> **EXERCISE REQUIREMENTS**
The number of lines containing "collections" is the only answer wanted; work it out from the entries below.

SOURCE MATERIAL: Begin

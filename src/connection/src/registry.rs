use std::collections::HashMap;
use tokio::sync::oneshot;
use xf_types::{ChannelDescriptor, ChannelId, ChannelKey, Error, Result};

pub type Reply = oneshot::Sender<Result<ChannelId>>;

#[derive(Clone, Debug)]
pub struct ChannelMeta {
    pub key: ChannelKey,
    pub descriptor: ChannelDescriptor,
}

struct Pending {
    descriptor: ChannelDescriptor,
    waiters: Vec<Reply>,
}

#[derive(Debug, PartialEq)]
pub enum Lookup {
    Subscribed(ChannelId),
    Pending,
    Absent,
}

/// Subscription bookkeeping of one connection.
///
/// A key is never in `subs` and `pending` at once. While the socket is live a channel
/// id is in `channels` exactly when it is a value of `subs`; after a close `subs`
/// keeps its keys but their ids are no longer live and `lookup` reports them absent.
#[derive(Default)]
pub struct Registry {
    subs: HashMap<ChannelKey, ChannelId>,
    pending: HashMap<ChannelKey, Pending>,
    channels: HashMap<ChannelId, ChannelMeta>,
}

impl Registry {
    pub fn lookup(&self, key: &ChannelKey) -> Lookup {
        if let Some(id) = self.subs.get(key) {
            if self.channels.contains_key(id) {
                return Lookup::Subscribed(id.clone());
            }
        }
        if self.pending.contains_key(key) {
            Lookup::Pending
        } else {
            Lookup::Absent
        }
    }

    /// Adds a caller to a request that is already in flight.
    pub fn join(&mut self, key: &ChannelKey, reply: Reply) {
        if let Some(pending) = self.pending.get_mut(key) {
            pending.waiters.push(reply);
        }
    }

    pub fn begin(&mut self, key: ChannelKey, descriptor: ChannelDescriptor, reply: Reply) {
        self.subs.remove(&key);
        self.pending.insert(
            key,
            Pending {
                descriptor,
                waiters: vec![reply],
            },
        );
    }

    /// Registers a subscription that needs no acknowledgement.
    pub fn insert(&mut self, key: ChannelKey, id: ChannelId, descriptor: ChannelDescriptor) {
        self.pending.remove(&key);
        self.subs.insert(key.clone(), id.clone());
        self.channels.insert(id, ChannelMeta { key, descriptor });
    }

    pub fn find_pending(
        &self,
        mut matches: impl FnMut(&ChannelDescriptor) -> bool,
    ) -> Option<ChannelKey> {
        self.pending
            .iter()
            .find(|(_, p)| matches(&p.descriptor))
            .map(|(key, _)| key.clone())
    }

    /// Moves a pending request into `subs`/`channels` and resolves all its callers.
    pub fn commit(&mut self, key: &ChannelKey, id: ChannelId) -> bool {
        let Some(pending) = self.pending.remove(key) else {
            return false;
        };
        self.insert(key.clone(), id.clone(), pending.descriptor);
        for waiter in pending.waiters {
            let _ = waiter.send(Ok(id.clone()));
        }
        true
    }

    pub fn reject(&mut self, key: &ChannelKey, reason: &str) {
        if let Some(pending) = self.pending.remove(key) {
            for waiter in pending.waiters {
                let _ = waiter.send(Err(Error::SubscribeRejected(reason.to_string())));
            }
        }
    }

    /// Removes a committed subscription. The metadata is `None` when the id had
    /// already been invalidated by a close or disconnect.
    pub fn remove(&mut self, key: &ChannelKey) -> Option<(ChannelId, Option<ChannelMeta>)> {
        let id = self.subs.remove(key)?;
        let meta = self.channels.remove(&id);
        Some((id, meta))
    }

    pub fn meta(&self, id: &ChannelId) -> Option<&ChannelMeta> {
        self.channels.get(id)
    }

    pub fn contains_channel(&self, id: &ChannelId) -> bool {
        self.channels.contains_key(id)
    }

    /// Fails every pending request with `ConnectionClosed`.
    pub fn drop_pending(&mut self) {
        for (_, pending) in self.pending.drain() {
            for waiter in pending.waiters {
                let _ = waiter.send(Err(Error::ConnectionClosed));
            }
        }
    }

    /// Forgets the channel ids matching `predicate` and returns them. `subs` is untouched.
    pub fn drop_channels(&mut self, predicate: impl Fn(&ChannelId) -> bool) -> Vec<ChannelId> {
        let dropped: Vec<ChannelId> = self
            .channels
            .keys()
            .filter(|id| predicate(id))
            .cloned()
            .collect();
        for id in &dropped {
            self.channels.remove(id);
        }
        dropped
    }

    pub fn pending_len(&self) -> usize {
        self.pending.len()
    }

    pub fn channels_len(&self) -> usize {
        self.channels.len()
    }
}

#[cfg(test)]
mod tests {
    use super::*;
    use crate::testing::market;
    use xf_types::Exchange;

    fn descriptor() -> ChannelDescriptor {
        ChannelDescriptor::trades(market(Exchange::Bitfinex, "tBTCUSD"))
    }

    #[test]
    fn commit_resolves_every_waiter() {
        let mut registry = Registry::default();
        let d = descriptor();
        let key = d.key();
        let (tx1, mut rx1) = oneshot::channel();
        let (tx2, mut rx2) = oneshot::channel();

        registry.begin(key.clone(), d, tx1);
        assert_eq!(registry.lookup(&key), Lookup::Pending);
        registry.join(&key, tx2);

        assert!(registry.commit(&key, ChannelId::Numeric(7)));
        assert_eq!(rx1.try_recv().unwrap().unwrap(), ChannelId::Numeric(7));
        assert_eq!(rx2.try_recv().unwrap().unwrap(), ChannelId::Numeric(7));
        assert_eq!(registry.lookup(&key), Lookup::Subscribed(ChannelId::Numeric(7)));
        assert_eq!(registry.pending_len(), 0);
    }

    #[test]
    fn reject_fails_waiters() {
        let mut registry = Registry::default();
        let d = descriptor();
        let key = d.key();
        let (tx, mut rx) = oneshot::channel();
        registry.begin(key.clone(), d, tx);

        registry.reject(&key, "symbol: invalid");

        assert!(matches!(
            rx.try_recv().unwrap(),
            Err(Error::SubscribeRejected(reason)) if reason == "symbol: invalid"
        ));
        assert_eq!(registry.lookup(&key), Lookup::Absent);
    }

    #[test]
    fn dropped_channels_read_as_absent_but_keep_their_key() {
        let mut registry = Registry::default();
        let d = descriptor();
        let key = d.key();
        registry.insert(key.clone(), ChannelId::Numeric(3), d);

        registry.drop_channels(|_| true);

        assert_eq!(registry.lookup(&key), Lookup::Absent);
        let (id, meta) = registry.remove(&key).unwrap();
        assert_eq!(id, ChannelId::Numeric(3));
        assert!(meta.is_none());
    }

    #[test]
    fn begin_clears_a_stale_subscription() {
        let mut registry = Registry::default();
        let d = descriptor();
        let key = d.key();
        registry.insert(key.clone(), ChannelId::Numeric(3), d.clone());
        registry.drop_channels(|_| true);

        let (tx, _rx) = oneshot::channel();
        registry.begin(key.clone(), d, tx);

        assert!(registry.remove(&key).is_none());
        assert_eq!(registry.lookup(&key), Lookup::Pending);
    }

    #[test]
    fn drop_pending_reports_closed() {
        let mut registry = Registry::default();
        let d = descriptor();
        let (tx, mut rx) = oneshot::channel();
        registry.begin(d.key(), d, tx);

        registry.drop_pending();

        assert!(matches!(rx.try_recv().unwrap(), Err(Error::ConnectionClosed)));
    }
}
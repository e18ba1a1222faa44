use crate::book::OrderBook;
use crate::config::ConnectionConfig;
use crate::cursor::{recent_candles, TradeCursor};
use crate::poller::{self, PollData};
use crate::protocol::{Inbound, Protocol, Update};
use crate::registry::{Lookup, Registry, Reply};
use crate::socket::{self, Socket};
use serde_json::Value;
use std::collections::{HashMap, HashSet};
use std::sync::Arc;
use std::time::Instant;
use tokio::select;
use tokio::sync::mpsc::{UnboundedReceiver, UnboundedSender};
use tokio::sync::oneshot;
use tokio::time::MissedTickBehavior;
use tokio_util::sync::CancellationToken;
use tracing::{debug, error, info, trace, warn};
use xf_types::{
    ChannelDescriptor, ChannelId, ChannelKey, DataListener, Error, MarketDataRest, OpenOptions,
    OrderOp, Payload, Result,
};

/// Everything that can change the state of a connection.
pub enum Event {
    Subscribe(ChannelDescriptor, Reply),
    Unsubscribe(ChannelDescriptor, oneshot::Sender<Result<ChannelId>>),
    OnData(DataListener),
    Open(OpenOptions),
    Close,
    Reconnect,
    Orders(Vec<OrderOp>, oneshot::Sender<Result<()>>),
    /// Tagged with the generation of the socket that produced it.
    Socket(u64, SocketEvent),
    Poll(ChannelId, Result<PollData>),
}

pub enum SocketEvent {
    Attached(Box<dyn Socket>),
    Connected,
    Text(String),
    Disconnected,
    Failed(String),
}

/// The single owner of a connection's state. Runs as one task and applies events
/// in arrival order.
pub struct Session<P> {
    protocol: P,
    config: ConnectionConfig,
    rest: Arc<dyn MarketDataRest>,
    events: UnboundedSender<Event>,
    cancellation_token: CancellationToken,
    registry: Registry,
    books: HashMap<ChannelId, OrderBook>,
    cursors: HashMap<ChannelId, TradeCursor>,
    pollers: HashMap<ChannelId, CancellationToken>,
    next_poll_id: u64,
    healing: HashSet<ChannelId>,
    listeners: Vec<DataListener>,
    socket: Option<Box<dyn Socket>>,
    socket_token: Option<CancellationToken>,
    generation: u64,
    connected: bool,
    authenticated: bool,
    options: Option<OpenOptions>,
    buffer: Vec<String>,
}
use crate::session::Event;
use std::sync::atomic::{AtomicBool, Ordering};
use std::sync::Arc;
use std::time::Duration;
use tokio::select;
use tokio::sync::mpsc::UnboundedSender;
use tokio::time::MissedTickBehavior;
use tokio_util::sync::CancellationToken;
use tracing::{debug, trace};
use xf_types::{
    BookLevel, Candle, ChannelDescriptor, ChannelId, ChannelKind, MarketDataRest, Result, Ticker,
    Trade,
};

/// One REST fetch, already normalized.
#[derive(Debug)]
pub enum PollData {
    Ticker(Ticker),
    Trades(Vec<Trade>),
    Candles(Vec<Candle>),
    Book(Vec<BookLevel>),
}

pub(crate) async fn fetch(
    rest: &dyn MarketDataRest,
    descriptor: &ChannelDescriptor,
) -> Result<PollData> {
    let market = descriptor.market();
    match descriptor.kind() {
        ChannelKind::Ticker => rest.ticker(market).await.map(PollData::Ticker),
        ChannelKind::Trades => rest.trades(market).await.map(PollData::Trades),
        ChannelKind::Candles => {
            let timeframe = descriptor.required_timeframe()?;
            rest.candles(market, timeframe).await.map(PollData::Candles)
        }
        ChannelKind::Book => rest.book(market).await.map(PollData::Book),
    }
}

/// Polls one channel until `cancellation_token` fires. Results go back through the
/// connection's event queue so the session stays the only writer of its state.
pub(crate) fn spawn(
    id: ChannelId,
    descriptor: ChannelDescriptor,
    rest: Arc<dyn MarketDataRest>,
    interval: Duration,
    events: UnboundedSender<Event>,
    cancellation_token: CancellationToken,
) {
    tokio::spawn(async move {
        let mut ticker = tokio::time::interval(interval);
        ticker.set_missed_tick_behavior(MissedTickBehavior::Skip);
        let in_flight = Arc::new(AtomicBool::new(false));

        loop {
            select! {
                _ = ticker.tick() => {
                    if in_flight.swap(true, Ordering::AcqRel) {
                        debug!("Poller {id}: previous fetch still running, skipping tick");
                        continue;
                    }
                    trace!("Poller {id}: fetching {}", descriptor.key());

                    let id = id.clone();
                    let descriptor = descriptor.clone();
                    let rest = rest.clone();
                    let events = events.clone();
                    let in_flight = in_flight.clone();
                    let cancellation_token = cancellation_token.clone();
                    tokio::spawn(async move {
                        select! {
                            result = fetch(rest.as_ref(), &descriptor) => {
                                let _ = events.send(Event::Poll(id, result));
                            }
                            _ = cancellation_token.cancelled() => (),
                        }
                        in_flight.store(false, Ordering::Release);
                    });
                }
                _ = cancellation_token.cancelled() => break,
            }
        }

        debug!("Poller {id} stopped");
    });
}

SOURCE MATERIAL: End

> **RESULT**
2